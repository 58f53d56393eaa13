//! Simplification rules for powers.
//!
//! `a^0` and `a^1` are collapsed while simplifying subexpressions, since they are a consequence of
//! simplifying the base.

use crate::{
    simplify::{rules::do_power, step::Step},
    step_collector::StepCollector,
    term::Term,
};

/// `c1^c2 = c3`, if the result is finite
pub fn fold_constant_base(term: &Term, step_collector: &mut dyn StepCollector<Step>) -> Option<Term> {
    let opt = do_power(term, |base, exponent| {
        let value = base.as_constant()?.powf(exponent);
        value.is_finite().then_some(Term::Constant(value))
    })?;

    // keep the step collection logic outside of the closure to make it implement `Fn`
    step_collector.push(Step::FoldPower);
    Some(opt)
}

/// Applies all rules.
pub fn all(term: &Term, step_collector: &mut dyn StepCollector<Step>) -> Option<Term> {
    fold_constant_base(term, step_collector)
}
☆ ☆ ☆ ☆
The whole listing, restated word for word, is the expected answer.

▶ **OUTPUT BELOW**:
repository 58f53d56393eaa13
//! Simplification rules for powers.
//!
//! `a^0` and `a^1` are collapsed while simplifying subexpressions, since they are a consequence of
//! simplifying the base.

use crate::{
    simplify::{rules::do_power, step::Step},
    step_collector::StepCollector,
    term::Term,
};

/// `c1^c2 = c3`, if the result is finite
pub fn fold_constant_base(term: &Term, step_collector: &mut dyn StepCollector<Step>) -> Option<Term> {
    let opt = do_power(term, |base, exponent| {
        let value = base.as_constant()?.powf(exponent);
        value.is_finite().then_some(Term::Constant(value))
    })?;

    // keep the step collection logic outside of the closure to make it implement `Fn`
    step_collector.push(Step::FoldPower);
    Some(opt)
}

/// Applies all rules.
pub fn all(term: &Term, step_collector: &mut dyn StepCollector<Step>) -> Option<Term> {
    fold_constant_base(term, step_collector)
}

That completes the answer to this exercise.